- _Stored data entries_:
++++++++++++++++++++

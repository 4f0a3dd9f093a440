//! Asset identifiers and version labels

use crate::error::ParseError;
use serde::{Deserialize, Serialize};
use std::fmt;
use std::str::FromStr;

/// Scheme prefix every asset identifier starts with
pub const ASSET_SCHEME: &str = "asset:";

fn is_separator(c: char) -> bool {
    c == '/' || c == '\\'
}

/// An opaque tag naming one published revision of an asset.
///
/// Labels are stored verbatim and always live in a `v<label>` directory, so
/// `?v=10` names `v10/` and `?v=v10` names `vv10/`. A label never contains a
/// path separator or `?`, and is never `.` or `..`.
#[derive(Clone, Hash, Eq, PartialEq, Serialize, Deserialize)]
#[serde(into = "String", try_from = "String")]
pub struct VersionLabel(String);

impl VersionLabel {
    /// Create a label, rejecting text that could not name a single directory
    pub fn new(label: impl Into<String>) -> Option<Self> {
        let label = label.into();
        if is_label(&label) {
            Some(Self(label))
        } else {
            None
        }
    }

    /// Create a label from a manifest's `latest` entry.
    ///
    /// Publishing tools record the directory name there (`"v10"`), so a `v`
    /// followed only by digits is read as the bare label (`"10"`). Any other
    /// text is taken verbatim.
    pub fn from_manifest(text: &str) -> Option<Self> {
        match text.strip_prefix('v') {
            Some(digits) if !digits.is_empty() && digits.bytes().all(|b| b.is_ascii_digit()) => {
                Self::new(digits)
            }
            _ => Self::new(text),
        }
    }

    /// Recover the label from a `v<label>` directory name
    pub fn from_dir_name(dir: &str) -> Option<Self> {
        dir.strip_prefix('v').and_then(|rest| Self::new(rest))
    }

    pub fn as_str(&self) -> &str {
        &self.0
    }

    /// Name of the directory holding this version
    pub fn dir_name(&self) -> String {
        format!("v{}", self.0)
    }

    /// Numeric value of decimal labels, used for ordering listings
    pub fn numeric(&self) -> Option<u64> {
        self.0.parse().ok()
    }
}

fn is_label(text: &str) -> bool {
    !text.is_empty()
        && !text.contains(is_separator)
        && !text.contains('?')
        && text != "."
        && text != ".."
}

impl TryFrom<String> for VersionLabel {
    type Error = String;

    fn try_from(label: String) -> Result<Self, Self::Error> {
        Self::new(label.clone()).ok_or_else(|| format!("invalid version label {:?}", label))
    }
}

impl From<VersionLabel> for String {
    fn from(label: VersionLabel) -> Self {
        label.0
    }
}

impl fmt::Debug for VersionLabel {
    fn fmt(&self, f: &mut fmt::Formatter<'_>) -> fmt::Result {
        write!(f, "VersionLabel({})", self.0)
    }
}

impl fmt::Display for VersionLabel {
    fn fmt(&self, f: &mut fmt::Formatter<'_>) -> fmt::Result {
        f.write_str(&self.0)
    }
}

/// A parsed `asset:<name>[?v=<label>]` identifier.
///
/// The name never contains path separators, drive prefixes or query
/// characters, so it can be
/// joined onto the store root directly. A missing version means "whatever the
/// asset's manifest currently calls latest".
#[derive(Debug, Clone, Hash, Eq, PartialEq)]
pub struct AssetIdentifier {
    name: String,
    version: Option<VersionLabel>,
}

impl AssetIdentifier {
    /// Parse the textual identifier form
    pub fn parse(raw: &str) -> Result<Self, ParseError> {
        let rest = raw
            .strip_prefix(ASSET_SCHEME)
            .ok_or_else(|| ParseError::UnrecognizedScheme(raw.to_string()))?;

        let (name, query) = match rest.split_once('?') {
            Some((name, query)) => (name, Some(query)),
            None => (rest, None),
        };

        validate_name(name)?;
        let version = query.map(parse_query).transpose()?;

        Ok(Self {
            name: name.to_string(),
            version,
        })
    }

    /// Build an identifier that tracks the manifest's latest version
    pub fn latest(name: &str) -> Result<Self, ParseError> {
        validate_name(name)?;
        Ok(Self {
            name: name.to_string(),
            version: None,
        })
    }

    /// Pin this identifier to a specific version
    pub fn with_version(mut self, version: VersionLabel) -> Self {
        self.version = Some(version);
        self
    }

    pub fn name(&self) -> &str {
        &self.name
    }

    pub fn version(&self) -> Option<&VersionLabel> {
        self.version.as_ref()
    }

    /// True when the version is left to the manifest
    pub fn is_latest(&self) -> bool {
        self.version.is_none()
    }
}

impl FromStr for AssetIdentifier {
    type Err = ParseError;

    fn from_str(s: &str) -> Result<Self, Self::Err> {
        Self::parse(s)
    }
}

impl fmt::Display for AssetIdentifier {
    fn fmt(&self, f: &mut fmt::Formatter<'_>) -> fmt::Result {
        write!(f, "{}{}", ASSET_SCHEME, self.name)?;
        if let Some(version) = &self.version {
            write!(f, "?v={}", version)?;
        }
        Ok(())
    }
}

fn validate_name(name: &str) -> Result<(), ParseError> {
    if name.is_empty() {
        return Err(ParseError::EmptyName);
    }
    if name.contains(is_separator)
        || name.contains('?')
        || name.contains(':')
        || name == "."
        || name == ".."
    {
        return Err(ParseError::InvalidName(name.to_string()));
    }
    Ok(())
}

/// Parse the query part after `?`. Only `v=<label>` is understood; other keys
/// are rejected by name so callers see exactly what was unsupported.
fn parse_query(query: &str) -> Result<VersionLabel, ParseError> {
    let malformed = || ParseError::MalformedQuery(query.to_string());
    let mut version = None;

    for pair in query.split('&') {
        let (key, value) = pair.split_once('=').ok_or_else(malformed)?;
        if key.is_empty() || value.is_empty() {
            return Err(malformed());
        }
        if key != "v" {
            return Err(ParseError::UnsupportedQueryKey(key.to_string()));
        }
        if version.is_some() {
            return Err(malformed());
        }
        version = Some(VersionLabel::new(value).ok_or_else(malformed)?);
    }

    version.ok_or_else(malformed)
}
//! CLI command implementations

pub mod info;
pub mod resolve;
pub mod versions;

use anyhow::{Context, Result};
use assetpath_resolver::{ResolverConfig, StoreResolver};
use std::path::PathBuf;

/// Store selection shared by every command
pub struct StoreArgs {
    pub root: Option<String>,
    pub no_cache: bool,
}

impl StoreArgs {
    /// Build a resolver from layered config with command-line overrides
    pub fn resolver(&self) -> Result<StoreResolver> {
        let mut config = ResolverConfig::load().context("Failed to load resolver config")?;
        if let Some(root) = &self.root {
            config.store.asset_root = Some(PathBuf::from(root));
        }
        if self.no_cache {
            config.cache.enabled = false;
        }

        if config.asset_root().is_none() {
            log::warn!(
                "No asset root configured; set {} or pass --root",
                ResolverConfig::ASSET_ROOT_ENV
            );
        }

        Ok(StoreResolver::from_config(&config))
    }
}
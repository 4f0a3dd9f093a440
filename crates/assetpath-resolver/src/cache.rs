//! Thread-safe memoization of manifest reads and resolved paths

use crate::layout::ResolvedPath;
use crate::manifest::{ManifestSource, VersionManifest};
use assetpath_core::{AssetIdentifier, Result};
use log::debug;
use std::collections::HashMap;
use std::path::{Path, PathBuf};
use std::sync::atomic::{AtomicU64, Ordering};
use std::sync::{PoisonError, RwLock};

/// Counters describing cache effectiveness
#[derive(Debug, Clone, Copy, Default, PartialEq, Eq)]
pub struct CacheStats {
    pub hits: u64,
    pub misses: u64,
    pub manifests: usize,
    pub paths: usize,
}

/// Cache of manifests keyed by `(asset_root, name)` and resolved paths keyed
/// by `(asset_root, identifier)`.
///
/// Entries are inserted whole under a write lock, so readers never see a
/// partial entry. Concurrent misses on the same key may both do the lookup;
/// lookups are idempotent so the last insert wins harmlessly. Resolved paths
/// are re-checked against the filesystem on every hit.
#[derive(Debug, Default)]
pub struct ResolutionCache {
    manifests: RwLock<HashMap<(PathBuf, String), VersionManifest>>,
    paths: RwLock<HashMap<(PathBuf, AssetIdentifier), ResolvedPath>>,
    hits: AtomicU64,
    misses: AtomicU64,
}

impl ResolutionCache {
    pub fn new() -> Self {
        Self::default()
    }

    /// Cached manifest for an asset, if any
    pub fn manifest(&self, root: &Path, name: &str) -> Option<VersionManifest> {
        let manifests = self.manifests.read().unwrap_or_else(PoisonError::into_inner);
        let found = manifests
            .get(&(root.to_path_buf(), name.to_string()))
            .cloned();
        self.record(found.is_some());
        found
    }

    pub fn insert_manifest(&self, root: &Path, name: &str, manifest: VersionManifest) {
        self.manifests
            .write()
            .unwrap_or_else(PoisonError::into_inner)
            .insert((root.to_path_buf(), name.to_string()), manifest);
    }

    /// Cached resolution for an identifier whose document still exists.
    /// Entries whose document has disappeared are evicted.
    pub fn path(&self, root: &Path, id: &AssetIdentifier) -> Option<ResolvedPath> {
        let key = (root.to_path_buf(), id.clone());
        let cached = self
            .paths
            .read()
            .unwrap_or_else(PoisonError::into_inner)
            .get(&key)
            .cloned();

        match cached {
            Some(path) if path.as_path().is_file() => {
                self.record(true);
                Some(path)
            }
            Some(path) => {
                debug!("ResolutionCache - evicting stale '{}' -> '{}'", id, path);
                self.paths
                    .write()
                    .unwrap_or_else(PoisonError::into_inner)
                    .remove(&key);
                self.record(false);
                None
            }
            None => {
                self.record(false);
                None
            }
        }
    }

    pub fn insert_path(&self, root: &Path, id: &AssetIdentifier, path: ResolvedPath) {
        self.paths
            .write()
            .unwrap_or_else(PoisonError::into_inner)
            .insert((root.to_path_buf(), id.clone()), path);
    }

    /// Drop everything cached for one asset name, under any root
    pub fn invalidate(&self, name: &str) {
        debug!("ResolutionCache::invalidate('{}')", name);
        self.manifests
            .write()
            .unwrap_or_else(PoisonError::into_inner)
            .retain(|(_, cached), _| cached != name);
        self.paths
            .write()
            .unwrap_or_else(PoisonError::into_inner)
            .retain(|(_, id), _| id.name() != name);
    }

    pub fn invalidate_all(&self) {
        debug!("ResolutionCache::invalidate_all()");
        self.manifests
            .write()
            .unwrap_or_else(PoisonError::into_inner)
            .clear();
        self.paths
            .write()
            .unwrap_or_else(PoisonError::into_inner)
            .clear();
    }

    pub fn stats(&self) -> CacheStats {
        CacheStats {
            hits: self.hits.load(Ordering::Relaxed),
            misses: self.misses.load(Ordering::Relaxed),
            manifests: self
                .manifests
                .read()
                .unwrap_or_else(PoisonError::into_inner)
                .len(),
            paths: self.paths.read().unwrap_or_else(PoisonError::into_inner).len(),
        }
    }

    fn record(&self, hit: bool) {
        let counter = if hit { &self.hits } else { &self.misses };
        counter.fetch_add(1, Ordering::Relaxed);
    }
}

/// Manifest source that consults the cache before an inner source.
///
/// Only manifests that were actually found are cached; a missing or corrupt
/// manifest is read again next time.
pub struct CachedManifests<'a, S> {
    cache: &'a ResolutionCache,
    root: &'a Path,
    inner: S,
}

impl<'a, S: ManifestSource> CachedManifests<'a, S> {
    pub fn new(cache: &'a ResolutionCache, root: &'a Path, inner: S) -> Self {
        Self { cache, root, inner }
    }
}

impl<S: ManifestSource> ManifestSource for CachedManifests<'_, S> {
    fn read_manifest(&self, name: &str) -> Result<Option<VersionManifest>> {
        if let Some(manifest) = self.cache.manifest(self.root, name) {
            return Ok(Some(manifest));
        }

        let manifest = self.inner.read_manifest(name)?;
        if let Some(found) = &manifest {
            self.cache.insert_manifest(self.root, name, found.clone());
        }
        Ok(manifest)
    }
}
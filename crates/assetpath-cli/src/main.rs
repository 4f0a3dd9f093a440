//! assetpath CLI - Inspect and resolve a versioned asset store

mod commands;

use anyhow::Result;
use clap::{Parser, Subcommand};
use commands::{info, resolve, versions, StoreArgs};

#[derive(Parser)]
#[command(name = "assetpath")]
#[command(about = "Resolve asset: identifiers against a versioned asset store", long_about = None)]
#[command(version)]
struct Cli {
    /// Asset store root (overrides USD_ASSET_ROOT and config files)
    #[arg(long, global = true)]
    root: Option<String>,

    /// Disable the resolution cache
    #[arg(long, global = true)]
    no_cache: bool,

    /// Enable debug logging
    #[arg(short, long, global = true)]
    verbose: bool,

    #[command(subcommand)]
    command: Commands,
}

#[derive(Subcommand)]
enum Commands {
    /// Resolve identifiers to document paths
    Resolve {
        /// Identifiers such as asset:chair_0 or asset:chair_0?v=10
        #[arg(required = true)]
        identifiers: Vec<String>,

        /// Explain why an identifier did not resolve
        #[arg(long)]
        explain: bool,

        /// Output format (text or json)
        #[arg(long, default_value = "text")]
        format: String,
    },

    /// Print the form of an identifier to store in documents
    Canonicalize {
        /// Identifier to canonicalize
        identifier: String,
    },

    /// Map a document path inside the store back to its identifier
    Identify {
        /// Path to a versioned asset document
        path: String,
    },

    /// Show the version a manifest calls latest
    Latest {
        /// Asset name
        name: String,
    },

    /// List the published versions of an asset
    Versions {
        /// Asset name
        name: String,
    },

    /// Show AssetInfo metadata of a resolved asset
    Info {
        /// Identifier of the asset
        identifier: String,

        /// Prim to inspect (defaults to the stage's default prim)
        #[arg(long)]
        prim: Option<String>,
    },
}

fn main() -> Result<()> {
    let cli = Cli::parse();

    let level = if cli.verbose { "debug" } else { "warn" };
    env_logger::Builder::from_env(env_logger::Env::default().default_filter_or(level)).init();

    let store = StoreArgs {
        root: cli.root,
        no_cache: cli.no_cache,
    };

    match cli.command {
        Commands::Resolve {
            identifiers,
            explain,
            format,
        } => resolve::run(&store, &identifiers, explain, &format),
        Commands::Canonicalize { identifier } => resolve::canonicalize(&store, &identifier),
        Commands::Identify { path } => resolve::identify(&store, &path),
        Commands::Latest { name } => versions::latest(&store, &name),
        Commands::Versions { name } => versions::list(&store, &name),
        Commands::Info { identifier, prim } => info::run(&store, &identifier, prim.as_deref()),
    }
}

++++++++++++++++++++

From the records above, return each line that includes "match".

        match text.strip_prefix('v') {
        let (name, query) = match rest.split_once('?') {
        match cached {
    match cli.command {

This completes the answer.